O afrontamento desta problemática indica-nos que deveremos prescindir, nas nossas abordagens da concepção metafísica da Arte que tomou, no seio do Pensamento Ocidental, o nome de Estética, antes de mais, porque a Estética considera o obra de arte como um simples objecto da percepção sensível, como um objecto da aisqhsiz, isto é, toma a obra “a priori” e definitivamente como um objecto disponivelmente dado. Ao colocar a questão deste modo, a Estética parte não mais da obra, mas do sujeito que exerce o seu olhar sobre o que lhe é sensivelmente dado, e sobre o qual deverá exercer um juízo estético ou, por outras palavras, desenvolver um acto contemplativo. Questionar a partir do sujeito significa não deixar a obra ser obra, mas representá-la e apresentá-la como uma coisa susceptível de provocar em cada um de nós quaisquer estados de alma.

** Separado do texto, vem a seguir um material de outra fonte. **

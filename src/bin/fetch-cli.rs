use clap::{Parser, Subcommand};
use serde_json::Value;

#[derive(Parser)]
#[command(name = "fetch-cli")]
#[command(about = "Management CLI for the resilient fetch service", long_about = None)]
struct Cli {
    #[arg(short, long, default_value = "http://localhost:8080")]
    url: String,

    #[command(subcommand)]
    command: Commands,
}

#[derive(Subcommand)]
enum Commands {
    /// Perform one guarded fetch
    Fetch,
    /// Show circuit breaker state
    Breaker,
    /// Force the circuit breaker back to closed
    Reset,
}

#[tokio::main]
async fn main() -> Result<(), Box<dyn std::error::Error>> {
    let cli = Cli::parse();
    let client = reqwest::Client::new();

    match cli.command {
        Commands::Fetch => {
            let res = client.get(format!("{}/", cli.url)).send().await?;
            println!("{}", res.text().await?);
        }
        Commands::Breaker => {
            let res = client
                .get(format!("{}/status/breaker", cli.url))
                .send()
                .await?;
            print_response(res).await?;
        }
        Commands::Reset => {
            let res = client
                .post(format!("{}/status/breaker/reset", cli.url))
                .send()
                .await?;
            print_response(res).await?;
        }
    }

    Ok(())
}

async fn print_response(res: reqwest::Response) -> Result<(), Box<dyn std::error::Error>> {
    let status = res.status();
    if !status.is_success() {
        eprintln!("Error: service returned status {}", status);
        if let Ok(text) = res.text().await {
            eprintln!("Response: {}", text);
        }
        return Ok(());
    }

    let json: Value = res.json().await?;
    println!("{}", serde_json::to_string_pretty(&json)?);
    Ok(())
}
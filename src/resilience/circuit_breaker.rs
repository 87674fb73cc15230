//! Circuit breaker guarding a single dependency.
//!
//! # States
//! - Closed: calls pass through, terminal outcomes fill the sliding window
//! - Open: calls are rejected and routed to the fallback
//! - Half-Open: a fixed number of probe calls decide the next state
//!
//! # State Transitions
//! ```text
//! Closed → Open: window holds >= minimum_number_of_calls and failure rate >= threshold
//! Open → Half-Open: first call after wait_duration_in_open_state
//! Half-Open → Closed: all probes reported, failure rate < threshold
//! Half-Open → Open: all probes reported, failure rate >= threshold
//! ```
//!
//! # Design Decisions
//! - One lock per breaker; it guards admission and recording, never the operation itself
//! - Each transition starts a new generation; outcomes admitted under an older generation are dropped
//! - Open → Half-Open is evaluated lazily on the next call, there is no background timer
//! - A call dropped before reporting back records nothing and returns its half-open slot

use serde::Serialize;
use std::fmt;
use std::future::Future;
use std::sync::{Arc, Mutex, MutexGuard, PoisonError};
use std::time::{Duration, Instant};

use crate::observability::metrics;
use crate::resilience::clock::{Clock, Sleeper, SystemClock, TokioSleeper};
use crate::resilience::error::{PolicyError, ResilienceError};
use crate::resilience::outcome::{CallOutcome, OutcomeKind};
use crate::resilience::retries::RetryExecutor;
use crate::resilience::window::SlidingWindow;

/// Externally visible breaker state.
#[derive(Debug, Clone, Copy, PartialEq, Eq, Serialize)]
#[serde(rename_all = "SCREAMING_SNAKE_CASE")]
pub enum BreakerState {
    Closed,
    Open,
    HalfOpen,
}

impl BreakerState {
    pub fn as_str(&self) -> &'static str {
        match self {
            BreakerState::Closed => "closed",
            BreakerState::Open => "open",
            BreakerState::HalfOpen => "half_open",
        }
    }
}

impl fmt::Display for BreakerState {
    fn fmt(&self, f: &mut fmt::Formatter<'_>) -> fmt::Result {
        f.write_str(self.as_str())
    }
}

/// Immutable breaker configuration.
#[derive(Debug, Clone, PartialEq)]
pub struct BreakerConfig {
    /// Number of terminal outcomes kept while Closed.
    pub sliding_window_size: usize,
    /// Failure percentage (0-100) at or above which the circuit opens.
    pub failure_rate_threshold: f32,
    /// How long the circuit stays Open before probing.
    pub wait_duration_in_open_state: Duration,
    /// Probe calls admitted while Half-Open.
    pub permitted_calls_in_half_open_state: usize,
    /// Outcomes required before the failure rate is evaluated. Values above
    /// the window size behave as the window size.
    pub minimum_number_of_calls: usize,
}

impl BreakerConfig {
    pub fn validate(&self) -> Result<(), PolicyError> {
        if self.sliding_window_size == 0 {
            return Err(PolicyError::InvalidWindowSize(self.sliding_window_size));
        }
        if !(0.0..=100.0).contains(&self.failure_rate_threshold) {
            return Err(PolicyError::InvalidFailureRateThreshold(
                self.failure_rate_threshold,
            ));
        }
        if self.permitted_calls_in_half_open_state == 0 {
            return Err(PolicyError::InvalidHalfOpenCalls(
                self.permitted_calls_in_half_open_state,
            ));
        }
        if self.minimum_number_of_calls == 0 {
            return Err(PolicyError::InvalidMinimumCalls(self.minimum_number_of_calls));
        }
        Ok(())
    }

    fn evaluation_threshold(&self) -> usize {
        self.minimum_number_of_calls.min(self.sliding_window_size)
    }
}

impl Default for BreakerConfig {
    fn default() -> Self {
        Self {
            sliding_window_size: 5,
            failure_rate_threshold: 60.0,
            wait_duration_in_open_state: Duration::from_secs(1),
            permitted_calls_in_half_open_state: 3,
            minimum_number_of_calls: 5,
        }
    }
}

/// Probe bookkeeping for one Half-Open period.
#[derive(Debug)]
struct HalfOpenTrial {
    permitted: usize,
    outcomes: SlidingWindow,
}

impl HalfOpenTrial {
    fn new(size: usize) -> Self {
        Self {
            permitted: 0,
            outcomes: SlidingWindow::new(size),
        }
    }
}

#[derive(Debug)]
enum Phase {
    Closed,
    Open { opened_at: Instant },
    HalfOpen(HalfOpenTrial),
}

impl Phase {
    fn state(&self) -> BreakerState {
        match self {
            Phase::Closed => BreakerState::Closed,
            Phase::Open { .. } => BreakerState::Open,
            Phase::HalfOpen(_) => BreakerState::HalfOpen,
        }
    }
}

#[derive(Debug)]
struct Inner {
    phase: Phase,
    window: SlidingWindow,
    generation: u64,
}

/// Admission ticket handed out under the lock. Dropping it before
/// [`Permit::settle`] (a cancelled call) hands a half-open slot back.
struct Permit<'a, S> {
    breaker: &'a CircuitBreaker<S>,
    generation: u64,
    settled: bool,
}

impl<S> Permit<'_, S> {
    fn settle(mut self, kind: OutcomeKind) {
        self.settled = true;
        self.breaker.on_outcome(self.generation, kind);
    }
}

impl<S> Drop for Permit<'_, S> {
    fn drop(&mut self) {
        if !self.settled {
            self.breaker.release(self.generation);
        }
    }
}

/// Point-in-time view of a breaker.
#[derive(Debug, Clone, PartialEq, Serialize)]
pub struct BreakerSnapshot {
    pub name: String,
    pub state: BreakerState,
    pub buffered_calls: usize,
    pub failed_calls: usize,
    pub failure_rate: Option<f32>,
    pub half_open_permitted: usize,
    pub half_open_completed: usize,
}

/// Retry + circuit breaker around one guarded dependency.
///
/// Share one instance (behind an `Arc`) between every call site that talks to
/// the same dependency.
///
/// # Example
/// ```no_run
/// use resilient_fetch::resilience::{BreakerConfig, CircuitBreaker, RetryExecutor, RetryPolicy};
///
/// # async fn example() -> Result<(), Box<dyn std::error::Error>> {
/// let retry = RetryExecutor::new(RetryPolicy::default());
/// let breaker = CircuitBreaker::new("upstream", BreakerConfig::default(), retry)?;
///
/// let value = breaker
///     .call(|| async { Ok::<_, std::io::Error>("fresh".to_string()) }, |_| "fallback value".to_string())
///     .await;
/// # Ok(())
/// # }
/// ```
#[derive(Debug)]
pub struct CircuitBreaker<S = TokioSleeper> {
    name: String,
    config: BreakerConfig,
    retry: RetryExecutor<S>,
    clock: Arc<dyn Clock>,
    inner: Mutex<Inner>,
}

impl<S: Sleeper> CircuitBreaker<S> {
    pub fn new(
        name: impl Into<String>,
        config: BreakerConfig,
        retry: RetryExecutor<S>,
    ) -> Result<Self, PolicyError> {
        config.validate()?;
        let name = name.into();
        metrics::record_breaker_state(&name, BreakerState::Closed);

        Ok(Self {
            inner: Mutex::new(Inner {
                phase: Phase::Closed,
                window: SlidingWindow::new(config.sliding_window_size),
                generation: 0,
            }),
            name,
            config,
            retry,
            clock: Arc::new(SystemClock),
        })
    }

    /// Replace the time source.
    pub fn with_clock(mut self, clock: Arc<dyn Clock>) -> Self {
        self.clock = clock;
        self
    }

    pub fn name(&self) -> &str {
        &self.name
    }

    pub fn config(&self) -> &BreakerConfig {
        &self.config
    }

    pub fn retry(&self) -> &RetryExecutor<S> {
        &self.retry
    }

    /// Current state. An Open breaker whose wait has elapsed still reports
    /// Open until the next call arrives.
    pub fn state(&self) -> BreakerState {
        self.lock().phase.state()
    }

    pub fn snapshot(&self) -> BreakerSnapshot {
        let inner = self.lock();
        let (half_open_permitted, half_open_completed) = match &inner.phase {
            Phase::HalfOpen(trial) => (trial.permitted, trial.outcomes.len()),
            _ => (0, 0),
        };

        BreakerSnapshot {
            name: self.name.clone(),
            state: inner.phase.state(),
            buffered_calls: inner.window.len(),
            failed_calls: inner.window.failures(),
            failure_rate: inner.window.failure_rate(),
            half_open_permitted,
            half_open_completed,
        }
    }

    /// Force the breaker back to Closed with an empty window.
    pub fn reset(&self) {
        let mut inner = self.lock();
        self.transition(&mut inner, Phase::Closed);
    }

    /// Run `operation` through the breaker and the retry executor, substituting
    /// `fallback` on rejection or exhaustion. A panic in `fallback` unwinds to
    /// the caller.
    pub async fn call<T, E, Op, Fut, Fb>(&self, operation: Op, fallback: Fb) -> T
    where
        Op: FnMut() -> Fut,
        Fut: Future<Output = Result<T, E>>,
        E: fmt::Display,
        Fb: FnOnce(ResilienceError<E>) -> T,
    {
        match self.execute(operation).await {
            Ok(value) => value,
            Err(e) => {
                tracing::debug!(breaker = %self.name, reason = e.reason(), error = %e, "Invoking fallback");
                metrics::record_fallback(&self.name, e.reason());
                fallback(e)
            }
        }
    }

    /// Same as [`call`](Self::call) but hands the failure back instead of
    /// invoking a fallback.
    pub async fn execute<T, E, Op, Fut>(&self, operation: Op) -> Result<T, ResilienceError<E>>
    where
        Op: FnMut() -> Fut,
        Fut: Future<Output = Result<T, E>>,
        E: fmt::Display,
    {
        let Some(permit) = self.try_acquire() else {
            metrics::record_breaker_call(&self.name, "rejected");
            return Err(ResilienceError::CircuitOpen {
                name: self.name.clone(),
            });
        };

        let outcome = self.retry.run(operation).await;
        permit.settle(outcome.kind());
        metrics::record_breaker_call(&self.name, outcome.kind().as_str());

        match outcome {
            CallOutcome::Success(value) => Ok(value),
            CallOutcome::Failure(last) => {
                let attempts = self.retry.policy().max_attempts();
                if attempts > 1 {
                    Err(ResilienceError::RetryExhausted { attempts, last })
                } else {
                    Err(ResilienceError::OperationFailure(last))
                }
            }
        }
    }
}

Esta percepção sensível, que Heidegger rejeita incessantemente por não se enquadrar no seu esquema conceptual que postula a passividade do sujeito contemplativo, é denominada pelo termo Erlebnis, que significa “experiência-vivida”, a partir da qual a Estética tradicional pretendia dar a conhecer a essência da Arte. Todavia, jamais o modo como a Arte é vivida pelo homem pode produzir o esclarecimento da sua essência. Considerando-se que a “experiência-vivida” é o princípio de autoridade não somente para a fruição estética, mas igualmente para todo o acto de criação enquanto tal, reduzindo-se, assim, toda a actividade artística à Erlebnis, mergulhamos numa vivência plenamente ilusória, não nos apercebendo que é a “experiência-vivida” o elemento no seio do qual a Arte é lançada na sua própria agonia.


Notas:
[1] Idem, p. 4.
[2] Op. cit., p. 36. Van Gogh confirma a tese heideggeriana quando afirma: “Bem, a verdade é que nós só podemos fazer as nossas pinturas falar” (Van Gogh, “Carta a Theo, Junho de 1?80”. in William Feaver, Van Gogh, p. 24)
[3] Martin Heidegger, Introdução à metafísica, p. 140.